RTD's ongoing commitment to FasTracks includes extending commuter rail service from Denver Union Station to Longmont. As part of the 2013 NAMS, RTD and northwest area stakeholders are committed to assessing Northwest Rail implementation strategies and keeping citizens abreast of the progress. The Study progresses the ongoing efforts of providing multi-modal mobility solutions within the northwest region. This current time offers a unique opportunity for RTD to partner with CDOT and FRPR District to advance the Northwest Rail conversation. RTD is committed to restoring transit service during regular service plan adjustments in accordance with the agency’s System Optimization Plan (SOP).

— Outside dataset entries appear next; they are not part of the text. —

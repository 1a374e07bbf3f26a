use petgraph::Direction;
use petgraph::graph::{DiGraph, NodeIndex};
use std::cmp::Ordering;
use std::collections::HashMap;
use std::hash::Hash;
use tracing::warn;

/// Parent-to-child graph over a list of items, nodes weighted by input position.
pub struct HierarchyGraph<K> {
    pub graph: DiGraph<usize, ()>,
    pub id_to_index: HashMap<K, NodeIndex>,
}

impl<K: Eq + Hash + Clone> HierarchyGraph<K> {
    pub fn build<T>(
        items: &[T],
        id: impl Fn(&T) -> Option<K>,
        parent: impl Fn(&T) -> Option<K>,
    ) -> Self {
        let mut graph: DiGraph<usize, ()> = DiGraph::new();
        let mut id_to_index: HashMap<K, NodeIndex> = HashMap::new();

        let nodes: Vec<NodeIndex> = (0..items.len()).map(|i| graph.add_node(i)).collect();
        for (item, node) in items.iter().zip(&nodes) {
            if let Some(key) = id(item) {
                id_to_index.entry(key).or_insert(*node);
            }
        }

        // Edges: parent -> child
        for (item, node) in items.iter().zip(&nodes) {
            let Some(parent_id) = parent(item) else {
                continue;
            };
            if let Some(&parent_ix) = id_to_index.get(&parent_id) {
                if parent_ix != *node {
                    graph.add_edge(parent_ix, *node, ());
                }
            }
        }

        Self { graph, id_to_index }
    }

    fn is_root(&self, node: NodeIndex) -> bool {
        self.graph
            .neighbors_directed(node, Direction::Incoming)
            .next()
            .is_none()
    }

    /// Positions of `node`'s children, in input order.
    fn children(&self, node: NodeIndex) -> Vec<NodeIndex> {
        let mut children: Vec<NodeIndex> = self.graph.neighbors(node).collect();
        children.sort_by_key(|ix| self.graph[*ix]);
        children
    }
}

/// Reorder `items` so every parent precedes its children.
///
/// Roots keep their input order and are each followed by their descendants
/// depth-first. Siblings are ordered by `sibling_order` when given, else by input
/// order. Items caught in a parent cycle are appended in input order.
pub fn sort_hierarchy<T, K>(
    items: Vec<T>,
    id: impl Fn(&T) -> Option<K>,
    parent: impl Fn(&T) -> Option<K>,
    sibling_order: Option<&dyn Fn(&T, &T) -> Ordering>,
) -> Vec<T>
where
    K: Eq + Hash + Clone,
{
    let hierarchy = HierarchyGraph::build(&items, id, parent);
    let graph = &hierarchy.graph;

    let order = |nodes: &mut Vec<NodeIndex>| {
        if let Some(compare) = sibling_order {
            nodes.sort_by(|a, b| compare(&items[graph[*a]], &items[graph[*b]]));
        }
    };

    let mut roots: Vec<NodeIndex> = graph
        .node_indices()
        .filter(|ix| hierarchy.is_root(*ix))
        .collect();
    order(&mut roots);

    let mut visited = vec![false; items.len()];
    let mut sequence = Vec::with_capacity(items.len());
    let mut stack: Vec<NodeIndex> = roots.into_iter().rev().collect();
    while let Some(node) = stack.pop() {
        let position = graph[node];
        if visited[position] {
            continue;
        }
        visited[position] = true;
        sequence.push(position);

        let mut children = hierarchy.children(node);
        order(&mut children);
        stack.extend(children.into_iter().rev());
    }

    let orphaned: Vec<usize> = (0..items.len()).filter(|i| !visited[*i]).collect();
    if !orphaned.is_empty() {
        warn!(count = orphaned.len(), "hierarchy contains a parent cycle");
        sequence.extend(orphaned);
    }

    let mut slots: Vec<Option<T>> = items.into_iter().map(Some).collect();
    sequence
        .into_iter()
        .filter_map(|position| slots[position].take())
        .collect()
}

#[cfg(test)]
mod tests {
    use super::*;

    #[test]
    fn children_follow_parents_declared_later() {
        let items = vec![(3, Some(1)), (1, None), (2, Some(1)), (4, Some(3))];
        let sorted = sort_hierarchy(items, |i| Some(i.0), |i| i.1, None);
        let ids: Vec<i32> = sorted.iter().map(|i| i.0).collect();
        assert_eq!(ids, vec![1, 3, 4, 2]);
    }

    #[test]
    fn cycles_are_appended() {
        let items = vec![(1, Some(2)), (2, Some(1)), (3, None)];
        let sorted = sort_hierarchy(items, |i| Some(i.0), |i| i.1, None);
        let ids: Vec<i32> = sorted.iter().map(|i| i.0).collect();
        assert_eq!(ids, vec![3, 1, 2]);
    }
}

For information on service planning and changes, visit RTD’s website.
Why is RTD investing in this Peak Service Study when other transit-reliant communities in the region lack transit service?
In 2004, the Denver metropolitan region, with strong support from the northwest area community, approved a tax to build the FasTracks transit system, which includes Northwest Rail. RTD is advancing this Peak Service Study as part of its commitment to the FasTracks Plan. As part of RTD’s core mission of transit service delivery, the agency is continually evaluating service for other communities as part of the agency’s regular service plan adjustments and other future projects within, and in addition to what is contained in the RTD System Optimization Plan.

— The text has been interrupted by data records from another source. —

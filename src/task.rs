use chrono::NaiveDateTime;
use serde::{Deserialize, Serialize};
use std::collections::BTreeMap;

use crate::custom_field::CustomValue;
use crate::duration::Duration;

/// Index of a task within its project.
#[derive(Debug, Clone, Copy, PartialEq, Eq, Hash, PartialOrd, Ord, Serialize, Deserialize)]
pub struct TaskKey(pub usize);

#[derive(Debug, Clone, Copy, PartialEq, Eq, Serialize, Deserialize, Default)]
pub enum ConstraintType {
    #[default]
    AsSoonAsPossible,
    AsLateAsPossible,
    MustStartOn,
    MustFinishOn,
    StartNoEarlierThan,
    StartNoLaterThan,
    FinishNoEarlierThan,
    FinishNoLaterThan,
}

#[derive(Debug, Clone, Copy, PartialEq, Eq, Serialize, Deserialize)]
pub enum MilestoneType {
    Start,
    Finish,
}

#[derive(Debug, Clone, PartialEq, Default, Serialize, Deserialize)]
pub struct Task {
    #[serde(default, skip_serializing_if = "Option::is_none")]
    pub unique_id: Option<i32>,
    /// Position in a pre-order walk of the hierarchy, starting at 1.
    #[serde(default, skip_serializing_if = "Option::is_none")]
    pub id: Option<i32>,
    pub outline_level: u32,
    #[serde(default, skip_serializing_if = "Option::is_none")]
    pub name: Option<String>,
    /// Name of the bar the task was drawn on.
    #[serde(default, skip_serializing_if = "Option::is_none")]
    pub bar_name: Option<String>,
    #[serde(default, skip_serializing_if = "Option::is_none")]
    pub activity_id: Option<String>,
    #[serde(default, skip_serializing_if = "Option::is_none")]
    pub notes: Option<String>,
    #[serde(default, skip_serializing_if = "Option::is_none")]
    pub calendar_id: Option<i32>,
    pub milestone: bool,
    #[serde(default, skip_serializing_if = "Option::is_none")]
    pub milestone_type: Option<MilestoneType>,

    #[serde(default, skip_serializing_if = "Option::is_none")]
    pub start: Option<NaiveDateTime>,
    #[serde(default, skip_serializing_if = "Option::is_none")]
    pub finish: Option<NaiveDateTime>,
    #[serde(default, skip_serializing_if = "Option::is_none")]
    pub resume: Option<NaiveDateTime>,
    #[serde(default, skip_serializing_if = "Option::is_none")]
    pub early_start: Option<NaiveDateTime>,
    #[serde(default, skip_serializing_if = "Option::is_none")]
    pub early_finish: Option<NaiveDateTime>,
    #[serde(default, skip_serializing_if = "Option::is_none")]
    pub late_start: Option<NaiveDateTime>,
    #[serde(default, skip_serializing_if = "Option::is_none")]
    pub late_finish: Option<NaiveDateTime>,
    #[serde(default, skip_serializing_if = "Option::is_none")]
    pub actual_start: Option<NaiveDateTime>,
    #[serde(default, skip_serializing_if = "Option::is_none")]
    pub actual_finish: Option<NaiveDateTime>,

    #[serde(default, skip_serializing_if = "Option::is_none")]
    pub duration: Option<Duration>,
    #[serde(default, skip_serializing_if = "Option::is_none")]
    pub actual_duration: Option<Duration>,
    #[serde(default, skip_serializing_if = "Option::is_none")]
    pub remaining_duration: Option<Duration>,
    #[serde(default, skip_serializing_if = "Option::is_none")]
    pub percent_complete: Option<f64>,
    #[serde(default, skip_serializing_if = "Option::is_none")]
    pub overall_percent_complete: Option<f64>,

    pub constraint_type: ConstraintType,
    #[serde(default, skip_serializing_if = "Option::is_none")]
    pub constraint_date: Option<NaiveDateTime>,
    #[serde(default, skip_serializing_if = "Option::is_none")]
    pub deadline: Option<NaiveDateTime>,

    #[serde(default, skip_serializing_if = "Option::is_none")]
    pub baseline_start: Option<NaiveDateTime>,
    #[serde(default, skip_serializing_if = "Option::is_none")]
    pub baseline_finish: Option<NaiveDateTime>,
    #[serde(default, skip_serializing_if = "Option::is_none")]
    pub baseline_duration: Option<Duration>,

    #[serde(default, skip_serializing_if = "Option::is_none")]
    pub parent: Option<TaskKey>,
    #[serde(default)]
    pub children: Vec<TaskKey>,

    /// Activity code value unique IDs.
    #[serde(default, skip_serializing_if = "Vec::is_empty")]
    pub activity_code_values: Vec<i32>,
    /// User defined field values keyed by field unique ID.
    #[serde(default, skip_serializing_if = "BTreeMap::is_empty")]
    pub custom_fields: BTreeMap<i32, CustomValue>,
}

impl Task {
    pub fn is_summary(&self) -> bool {
        !self.children.is_empty()
    }
}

How are you addressing the public’s comments about wanting a station at Niwot or Gunbarrel?
In the Northwest Rail Corridor Final Environmental Evaluation (EE) study conducted in 2010, the Northwest Rail full-build scenario considered a station in the Gunbarrel/Niwot segment along CO 119. Due to the lack of a dedicated funding source for the full-build scenario, RTD is investigating the feasibility of a peak service concept for the Northwest Rail solution. The Study offers a phased approach for providing rail service within the Northwest region with a limited number of stops. As the Peak Service concept materialized, the Northwest area stakeholders, along with RTD, worked together to identify preferred station locations. RTD and the Northwest Rail stakeholders anticipate that if peak service commences, it will garner more support and attract more transit customers required to justify incremental service expansion. This phased approach could provide an effective way to achieve a full-build vision of the future.

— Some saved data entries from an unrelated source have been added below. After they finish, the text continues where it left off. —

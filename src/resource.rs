use chrono::NaiveDateTime;
use serde::{Deserialize, Serialize};
use std::collections::BTreeMap;

use crate::custom_field::CustomValue;
use crate::duration::Duration;
use crate::task::TaskKey;

#[derive(Debug, Clone, Copy, PartialEq, Eq, Serialize, Deserialize, Default)]
pub enum ResourceType {
    /// Permanent resources: people and equipment.
    #[default]
    Work,
    /// Consumable resources.
    Material,
}

/// Units available between two optional instants.
#[derive(Debug, Clone, PartialEq, Serialize, Deserialize)]
pub struct Availability {
    #[serde(default, skip_serializing_if = "Option::is_none")]
    pub from: Option<NaiveDateTime>,
    #[serde(default, skip_serializing_if = "Option::is_none")]
    pub to: Option<NaiveDateTime>,
    /// Percentage, 100 meaning one full unit.
    pub units: f64,
}

#[derive(Debug, Clone, PartialEq, Default, Serialize, Deserialize)]
pub struct Resource {
    pub unique_id: i32,
    pub resource_type: ResourceType,
    #[serde(default, skip_serializing_if = "Option::is_none")]
    pub name: Option<String>,
    #[serde(default, skip_serializing_if = "Option::is_none")]
    pub email: Option<String>,
    #[serde(default, skip_serializing_if = "Option::is_none")]
    pub initials: Option<String>,
    pub generic: bool,
    /// The resource's own calendar, derived from its base calendar.
    #[serde(default, skip_serializing_if = "Option::is_none")]
    pub calendar_id: Option<i32>,
    #[serde(default, skip_serializing_if = "Option::is_none")]
    pub unit_of_measure: Option<String>,
    #[serde(default, skip_serializing_if = "Option::is_none")]
    pub standard_rate: Option<f64>,
    #[serde(default)]
    pub availability: Vec<Availability>,
    #[serde(default, skip_serializing_if = "BTreeMap::is_empty")]
    pub custom_fields: BTreeMap<i32, CustomValue>,
}

#[derive(Debug, Clone, PartialEq, Serialize, Deserialize)]
pub struct ResourceAssignment {
    pub unique_id: Option<i32>,
    pub task: TaskKey,
    pub resource_unique_id: i32,
    #[serde(default, skip_serializing_if = "Option::is_none")]
    pub start: Option<NaiveDateTime>,
    #[serde(default, skip_serializing_if = "Option::is_none")]
    pub finish: Option<NaiveDateTime>,
    /// Percentage of the resource allocated.
    #[serde(default, skip_serializing_if = "Option::is_none")]
    pub units: Option<f64>,
    #[serde(default, skip_serializing_if = "Option::is_none")]
    pub delay: Option<Duration>,
    #[serde(default, skip_serializing_if = "Option::is_none")]
    pub work: Option<Duration>,
    #[serde(default, skip_serializing_if = "Option::is_none")]
    pub actual_work: Option<Duration>,
    #[serde(default, skip_serializing_if = "Option::is_none")]
    pub remaining_work: Option<Duration>,
    #[serde(default, skip_serializing_if = "Option::is_none")]
    pub percent_work_complete: Option<f64>,
    #[serde(default, skip_serializing_if = "BTreeMap::is_empty")]
    pub custom_fields: BTreeMap<i32, CustomValue>,
}

/// Initials from a name: the first character plus the character following each
/// space, unless that character is itself a space.
pub fn initials(name: &str) -> Option<String> {
    let chars: Vec<char> = name.chars().collect();
    let first = *chars.first()?;
    let mut result = String::from(first);

    let mut index = 1;
    while let Some(offset) = chars[index.min(chars.len())..].iter().position(|c| *c == ' ') {
        index += offset + 1;
        if let Some(c) = chars.get(index).filter(|c| **c != ' ') {
            result.push(*c);
        }
        index += 1;
    }
    Some(result)
}

#[cfg(test)]
mod tests {
    use super::*;

    #[test]
    fn initials_skip_repeated_spaces() {
        assert_eq!(initials("Ada King Lovelace").as_deref(), Some("AKL"));
        assert_eq!(initials("Ada  King").as_deref(), Some("A"));
        assert_eq!(initials("").as_deref(), None);
    }
}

Public feedback showed a desire for ‘reverse commute’ (trains in the morning from Denver to Longmont) and weeknight and weekend service. Is this Peak Service Study going to address that or is it for a future Northwest Rail effort?
The Northwest Rail Corridor Final Environmental Evaluation (EE) conducted by RTD in 2010 describes the full-build scenario with all-day service and a lower level of weekend service. The level of service projected in the EE would require significant infrastructure, including a second track through the entire Northwest Rail corridor. The peak service concept is a first step to examine rail service to the northwest area that requires minimal infrastructure improvements while allowing for future service expansion. Reverse commute (Union Station to Longmont in the morning) will be studied further in a future effort.